(Collected data)
***

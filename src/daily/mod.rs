//! Daily puzzle
//!
//! One secret word per calendar day, shared through an external store.

mod date_key;
mod selector;
mod setup;
mod store;

pub use date_key::{DateKey, TimeZoneChoice};
pub use selector::DailySelector;
pub use setup::{PuzzleSetup, prepare_puzzle};
pub use store::{DailyPuzzleRecord, DailyStore, FileStore, MemoryStore};
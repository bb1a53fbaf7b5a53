use portal_web::{Binding, Dispatcher, PathParams, Request, Response, Server, StatusCode};
use std::sync::Arc;
use tokio::net::TcpListener;

// Changing the basic settings is necessary due to their default conservatism.
#[tokio::main]
async fn main() {
    use portal_web::limits::{ConnLimits, ServerLimits};

    let dispatcher = Dispatcher::builder()
        .route(
            Binding::get("/status", |_req: Arc<Request>, _params: PathParams| async move {
                Ok(Response::new(StatusCode::Ok)
                    .header("content-type", "application/json")
                    .body(r#"{"ok":true}"#))
            })
            .unwrap(),
        )
        .unwrap()
        .build();

    Server::builder()
        .listener(TcpListener::bind("127.0.0.1:8080").await.unwrap())
        .dispatcher(dispatcher)
        .server_limits(ServerLimits {
            max_connections: 5000,
            ..ServerLimits::default()
        })
        .connection_limits(ConnLimits {
            max_requests_per_connection: 100000,
            ..ConnLimits::default()
        })
        .build()
        .launch()
        .await;
}
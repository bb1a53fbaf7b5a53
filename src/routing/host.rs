//! Host matching rules, most to least specific.

use crate::http::types::Host;
use std::collections::{HashMap, HashSet};

/// A matching rule over the request's [`Host`], from exact to wildcard.
///
/// Resolution always prefers the most specific rule that matches:
/// `Exact` over [`AnyPort`](HostPattern::AnyPort) over
/// [`AnyHost`](HostPattern::AnyHost) over [`Any`](HostPattern::Any).
#[derive(Debug, Clone, PartialEq, Eq, Hash)]
pub enum HostPattern {
    /// This name on this port only.
    Exact { name: String, port: u16 },
    /// This name, whatever the port (including requests without one).
    AnyPort { name: String },
    /// Any name, but only this port.
    AnyHost { port: u16 },
    /// Matches every request.
    Any,
}

impl HostPattern {
    pub fn exact(name: impl Into<String>, port: u16) -> Self {
        Self::Exact {
            name: name.into().to_ascii_lowercase(),
            port,
        }
    }

    pub fn any_port(name: impl Into<String>) -> Self {
        Self::AnyPort {
            name: name.into().to_ascii_lowercase(),
        }
    }

    pub const fn any_host(port: u16) -> Self {
        Self::AnyHost { port }
    }

    /// Specificity rank, 0 being the most specific. Resolution walks ranks
    /// in ascending order.
    pub(crate) const fn tier(&self) -> usize {
        match self {
            Self::Exact { .. } => 0,
            Self::AnyPort { .. } => 1,
            Self::AnyHost { .. } => 2,
            Self::Any => 3,
        }
    }

    pub(crate) fn matches(&self, host: &Host) -> bool {
        match self {
            Self::Exact { name, port } => {
                host.name() == name && host.port() == Some(*port)
            }
            Self::AnyPort { name } => host.name() == name,
            Self::AnyHost { port } => host.port() == Some(*port),
            Self::Any => true,
        }
    }
}

impl Default for HostPattern {
    fn default() -> Self {
        Self::Any
    }
}

/// Host name to tenant-set mapping, for multi-tenant deployments.
///
/// Tenancy sits on top of host resolution, not inside it: routes stay
/// host-pattern based, while handlers consult this map to scope their data
/// per tenant. Populated at startup, read-only afterwards.
#[derive(Debug, Clone, Default)]
pub struct TenantMap {
    tenants: HashMap<String, HashSet<String>>,
}

impl TenantMap {
    pub fn new() -> Self {
        Self::default()
    }

    /// Associates a tenant with a host name. Idempotent.
    pub fn assign(&mut self, host_name: impl Into<String>, tenant: impl Into<String>) {
        self.tenants
            .entry(host_name.into().to_ascii_lowercase())
            .or_default()
            .insert(tenant.into());
    }

    /// Tenants configured for the host the request was addressed to.
    pub fn tenants_for(&self, host: &Host) -> impl Iterator<Item = &str> {
        self.tenants
            .get(host.name())
            .into_iter()
            .flat_map(|set| set.iter().map(String::as_str))
    }

    pub fn is_empty(&self) -> bool {
        self.tenants.is_empty()
    }
}
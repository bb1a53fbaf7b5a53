use portal_web::{Binding, Dispatcher, PathParams, Request, Response, Server, StatusCode};
use std::sync::Arc;
use tokio::net::TcpListener;

#[tokio::main]
async fn main() {
    let dispatcher = Dispatcher::builder()
        .route(
            Binding::get("/", |_req: Arc<Request>, _params: PathParams| async move {
                Ok(Response::new(StatusCode::Ok)
                    .header("content-type", "text/plain")
                    .body("Hello, world!"))
            })
            .unwrap(),
        )
        .unwrap()
        .build();

    Server::builder()
        .listener(TcpListener::bind("127.0.0.1:8080").await.unwrap())
        .dispatcher(dispatcher)
        .build()
        .launch()
        .await;
}
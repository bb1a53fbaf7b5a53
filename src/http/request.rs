use crate::{
    errors::FrameError,
    http::{
        accept::AcceptList,
        types::{self, Header, HeaderMap, Host, MediaType, Method, Version},
    },
    limits::ReqLimits,
};

/// A parsed HTTP request, immutable once built.
///
/// # Input data requirements
///
/// The entire head must be `UTF-8` and use exactly `CRLF` line terminators.
/// Unlike RFC 9112, which tolerates a bare `LF` in some contexts, this parser
/// treats anything but `CRLF` as malformed. Binary payloads belong in the
/// body, which is read verbatim.
///
/// ## First line
///
/// ```text
/// [METHOD] SP [TARGET] SP "HTTP/1.1" CRLF
/// ```
///
/// **Contrary to the RFC**: two or more consecutive slashes in the path are
/// rejected with `400 Bad Request` rather than normalized.
///
/// ## Headers
///
/// ```text
/// [NAME]: [VALUE] CRLF
/// ```
///
/// Optional whitespace around the value is trimmed. Four headers carry
/// engine semantics and are parsed into typed fields (they also stay
/// visible in the plain header map):
///
/// | Header           | Parsed into                                  |
/// |------------------|----------------------------------------------|
/// | `Host`           | [`Host`] (name lower-cased, optional port)   |
/// | `Content-Length` | `Option<usize>`, bounded by request limits   |
/// | `Content-Type`   | [`MediaType`], `boundary` parameter retained |
/// | `Accept`         | [`AcceptList`], ordered by quality           |
///
/// `Connection` is interpreted for keep-alive semantics; values other than
/// `keep-alive` or `close` are rejected.
///
/// ## Body
///
/// Only explicit `Content-Length` bodies are supported. The connection layer
/// reads exactly that many bytes; a surplus or shortfall is a framing fault.
/// `Transfer-Encoding: chunked` and implicit-length bodies are not
/// supported.
#[derive(Debug, Clone, PartialEq)]
pub struct Request {
    method: Method,
    target: String,
    path: String,
    query: Option<String>,
    segments: Vec<String>,
    version: Version,

    headers: HeaderMap,
    host: Host,
    content_type: Option<MediaType>,
    content_length: Option<usize>,
    accept: AcceptList,
    keep_alive: bool,

    body: Vec<u8>,
}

***

For this exercise, restate every record word for word.

filename src/daily/mod.rs
//! Daily puzzle
//!
//! One secret word per calendar day, shared through an external store.

mod date_key;
mod selector;
mod setup;
mod store;

pub use date_key::{DateKey, TimeZoneChoice};
pub use selector::DailySelector;
pub use setup::{PuzzleSetup, prepare_puzzle};
pub use store::{DailyPuzzleRecord, DailyStore, FileStore, MemoryStore};
repository bb1a53fbaf7b5a53
use portal_web::{Binding, Dispatcher, PathParams, Request, Response, Server, StatusCode};
use std::sync::Arc;
use tokio::net::TcpListener;

// Changing the basic settings is necessary due to their default conservatism.
#[tokio::main]
async fn main() {
    use portal_web::limits::{ConnLimits, ServerLimits};

    let dispatcher = Dispatcher::builder()
        .route(
            Binding::get("/status", |_req: Arc<Request>, _params: PathParams| async move {
                Ok(Response::new(StatusCode::Ok)
                    .header("content-type", "application/json")
                    .body(r#"{"ok":true}"#))
            })
            .unwrap(),
        )
        .unwrap()
        .build();

    Server::builder()
        .listener(TcpListener::bind("127.0.0.1:8080").await.unwrap())
        .dispatcher(dispatcher)
        .server_limits(ServerLimits {
            max_connections: 5000,
            ..ServerLimits::default()
        })
        .connection_limits(ConnLimits {
            max_requests_per_connection: 100000,
            ..ConnLimits::default()
        })
        .build()
        .launch()
        .await;
}
repository bb1a53fbaf7b5a53
filename src/routing/host.rs
//! Host matching rules, most to least specific.

use crate::http::types::Host;
use std::collections::{HashMap, HashSet};

/// A matching rule over the request's [`Host`], from exact to wildcard.
///
/// Resolution always prefers the most specific rule that matches:
/// `Exact` over [`AnyPort`](HostPattern::AnyPort) over
/// [`AnyHost`](HostPattern::AnyHost) over [`Any`](HostPattern::Any).
#[derive(Debug, Clone, PartialEq, Eq, Hash)]
pub enum HostPattern {
    /// This name on this port only.
    Exact { name: String, port: u16 },
    /// This name, whatever the port (including requests without one).
    AnyPort { name: String },
    /// Any name, but only this port.
    AnyHost { port: u16 },
    /// Matches every request.
    Any,
}

impl HostPattern {
    pub fn exact(name: impl Into<String>, port: u16) -> Self {
        Self::Exact {
            name: name.into().to_ascii_lowercase(),
            port,
        }
    }

    pub fn any_port(name: impl Into<String>) -> Self {
        Self::AnyPort {
            name: name.into().to_ascii_lowercase(),
        }
    }

    pub const fn any_host(port: u16) -> Self {
        Self::AnyHost { port }
    }

    /// Specificity rank, 0 being the most specific. Resolution walks ranks
    /// in ascending order.
    pub(crate) const fn tier(&self) -> usize {
        match self {
            Self::Exact { .. } => 0,
            Self::AnyPort { .. } => 1,
            Self::AnyHost { .. } => 2,
            Self::Any => 3,
        }
    }

    pub(crate) fn matches(&self, host: &Host) -> bool {
        match self {
            Self::Exact { name, port } => {
                host.name() == name && host.port() == Some(*port)
            }
            Self::AnyPort { name } => host.name() == name,
            Self::AnyHost { port } => host.port() == Some(*port),
            Self::Any => true,
        }
    }
}

impl Default for HostPattern {
    fn default() -> Self {
        Self::Any
    }
}

/// Host name to tenant-set mapping, for multi-tenant deployments.
///
/// Tenancy sits on top of host resolution, not inside it: routes stay
/// host-pattern based, while handlers consult this map to scope their data
/// per tenant. Populated at startup, read-only afterwards.
#[derive(Debug, Clone, Default)]
pub struct TenantMap {
    tenants: HashMap<String, HashSet<String>>,
}

impl TenantMap {
    pub fn new() -> Self {
        Self::default()
    }

    /// Associates a tenant with a host name. Idempotent.
    pub fn assign(&mut self, host_name: impl Into<String>, tenant: impl Into<String>) {
        self.tenants
            .entry(host_name.into().to_ascii_lowercase())
            .or_default()
            .insert(tenant.into());
    }

    /// Tenants configured for the host the request was addressed to.
    pub fn tenants_for(&self, host: &Host) -> impl Iterator<Item = &str> {
        self.tenants
            .get(host.name())
            .into_iter()
            .flat_map(|set| set.iter().map(String::as_str))
    }

    pub fn is_empty(&self) -> bool {
        self.tenants.is_empty()
    }
}
repository bb1a53fbaf7b5a53
use portal_web::{Binding, Dispatcher, PathParams, Request, Response, Server, StatusCode};
use std::sync::Arc;
use tokio::net::TcpListener;

#[tokio::main]
async fn main() {
    let dispatcher = Dispatcher::builder()
        .route(
            Binding::get("/", |_req: Arc<Request>, _params: PathParams| async move {
                Ok(Response::new(StatusCode::Ok)
                    .header("content-type", "text/plain")
                    .body("Hello, world!"))
            })
            .unwrap(),
        )
        .unwrap()
        .build();

    Server::builder()
        .listener(TcpListener::bind("127.0.0.1:8080").await.unwrap())
        .dispatcher(dispatcher)
        .build()
        .launch()
        .await;
}
repository bb1a53fbaf7b5a53
filename src/http/request.rs
use crate::{
    errors::FrameError,
    http::{
        accept::AcceptList,
        types::{self, Header, HeaderMap, Host, MediaType, Method, Version},
    },
    limits::ReqLimits,
};

/// A parsed HTTP request, immutable once built.
///
/// # Input data requirements
///
/// The entire head must be `UTF-8` and use exactly `CRLF` line terminators.
/// Unlike RFC 9112, which tolerates a bare `LF` in some contexts, this parser
/// treats anything but `CRLF` as malformed. Binary payloads belong in the
/// body, which is read verbatim.
///
/// ## First line
///
/// ```text
/// [METHOD] SP [TARGET] SP "HTTP/1.1" CRLF
/// ```
///
/// **Contrary to the RFC**: two or more consecutive slashes in the path are
/// rejected with `400 Bad Request` rather than normalized.
///
/// ## Headers
///
/// ```text
/// [NAME]: [VALUE] CRLF
/// ```
///
/// Optional whitespace around the value is trimmed. Four headers carry
/// engine semantics and are parsed into typed fields (they also stay
/// visible in the plain header map):
///
/// | Header           | Parsed into                                  |
/// |------------------|----------------------------------------------|
/// | `Host`           | [`Host`] (name lower-cased, optional port)   |
/// | `Content-Length` | `Option<usize>`, bounded by request limits   |
/// | `Content-Type`   | [`MediaType`], `boundary` parameter retained |
/// | `Accept`         | [`AcceptList`], ordered by quality           |
///
/// `Connection` is interpreted for keep-alive semantics; values other than
/// `keep-alive` or `close` are rejected.
///
/// ## Body
///
/// Only explicit `Content-Length` bodies are supported. The connection layer
/// reads exactly that many bytes; a surplus or shortfall is a framing fault.
/// `Transfer-Encoding: chunked` and implicit-length bodies are not
/// supported.
#[derive(Debug, Clone, PartialEq)]
pub struct Request {
    method: Method,
    target: String,
    path: String,
    query: Option<String>,
    segments: Vec<String>,
    version: Version,

    headers: HeaderMap,
    host: Host,
    content_type: Option<MediaType>,
    content_length: Option<usize>,
    accept: AcceptList,
    keep_alive: bool,

    body: Vec<u8>,
}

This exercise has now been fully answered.